No shade intended. I've also lifted for over 31 years.

Thanks for the suggestion of Promasil. What do you find is the benefit of casein?


----------



## coyotegulch (Jun 25, 2008)

https://www.bodybuilding.com/content/casein-protein-health-benefits.html

https://www.healthline.com/nutrition/casein-protein-is-highly-underrated#TOC_TITLE_HDR_4

https://www.livestrong.com/article/13727382-fitness-benefits-medicare-uhc/

https://perfectketo.com/protein-shake-before-bed/

A few articles, most of which site some type of research. I recommend looking into it yourself as well.


----------



## Rideon (Jan 13, 2004)

A different angle on protein absorption. Best recovery product I've used. Helped me come back from a couple very difficult surgeries. Thank God for Dr Minkoff!

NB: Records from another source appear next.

//! 12-byte document identifiers
//!
//! Ids travel over the wire as 24-character hex strings. Parsing is strict:
//! anything that does not decode to exactly 12 bytes is rejected and the
//! error is propagated to the caller unchanged.

use std::fmt;
use std::str::FromStr;

use serde::{Deserialize, Deserializer, Serialize, Serializer};
use thiserror::Error;

/// Malformed ObjectId string
#[derive(Debug, Clone, PartialEq, Eq, Error)]
#[error("Invalid ObjectId '{value}': {reason}")]
pub struct ObjectIdError {
    /// The rejected input
    pub value: String,
    /// Why it was rejected
    pub reason: String,
}

/// A 12-byte document identifier
#[derive(Debug, Clone, Copy, PartialEq, Eq, PartialOrd, Ord, Hash)]
pub struct ObjectId([u8; 12]);

impl ObjectId {
    /// Parses an id from its 24-character hex form
    pub fn parse(value: &str) -> Result<Self, ObjectIdError> {
        if value.len() != 24 {
            return Err(ObjectIdError {
                value: value.to_string(),
                reason: format!("expected 24 hex characters, found {}", value.len()),
            });
        }

        let mut bytes = [0u8; 12];
        hex::decode_to_slice(value, &mut bytes).map_err(|e| ObjectIdError {
            value: value.to_string(),
            reason: e.to_string(),
        })?;

        Ok(Self(bytes))
    }

    /// Parses every id in `values`, failing on the first malformed one
    pub fn parse_all<S: AsRef<str>>(values: &[S]) -> Result<Vec<Self>, ObjectIdError> {
        values.iter().map(|v| Self::parse(v.as_ref())).collect()
    }

    pub fn from_bytes(bytes: [u8; 12]) -> Self {
        Self(bytes)
    }

    pub fn bytes(&self) -> &[u8; 12] {
        &self.0
    }

    /// Lowercase hex form
    pub fn to_hex(&self) -> String {
        hex::encode(self.0)
    }
}

impl fmt::Display for ObjectId {
    fn fmt(&self, f: &mut fmt::Formatter<'_>) -> fmt::Result {
        write!(f, "{}", self.to_hex())
    }
}

impl FromStr for ObjectId {
    type Err = ObjectIdError;

    fn from_str(s: &str) -> Result<Self, Self::Err> {
        Self::parse(s)
    }
}

impl Serialize for ObjectId {
    fn serialize<S: Serializer>(&self, serializer: S) -> Result<S::Ok, S::Error> {
        serializer.serialize_str(&self.to_hex())
    }
}

impl<'de> Deserialize<'de> for ObjectId {
    fn deserialize<D: Deserializer<'de>>(deserializer: D) -> Result<Self, D::Error> {
        let s = String::deserialize(deserializer)?;
        Self::parse(&s).map_err(serde::de::Error::custom)
    }
}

Sent from my iPhone using Tapatalk


----------



## MSU Alum (Aug 8, 2009)

I eat burnt animal flesh and chicken embryos. Works fine.


----------



## Lone Rager (Dec 13, 2013)

^^^ yeah, pretty much. However, if/when I'm trying to lose weight I take care to try to get enough protein. Very physically active needs more as does old. For old athletes some guidelines recommend 1.6+gm/kg which for me is something like 125 gm or ~500 cal of pure protein. That would take eating ~20 eggs for 1500 calories total.

My post ride treat/recovery shake is 8 oz Kefir, 8 oz vanilla soy milk, and a heaping tablespoon of vanilla whey powder.


----------



## Spectre (Jan 23, 2004)

That's exactly what I've found. To get enough protein, I end up having to eat too much. The protein powder provides the protein I need with far fewer calories.


----------



## targnik (Jan 11, 2014)

Chocolate milk is a great post ride beverage...

My favorite has a 'Protein Hit' i.e. a bit extra of what's required after a hard ride.

I'm only 47 years young... so, take my advice with a pinch of salt. 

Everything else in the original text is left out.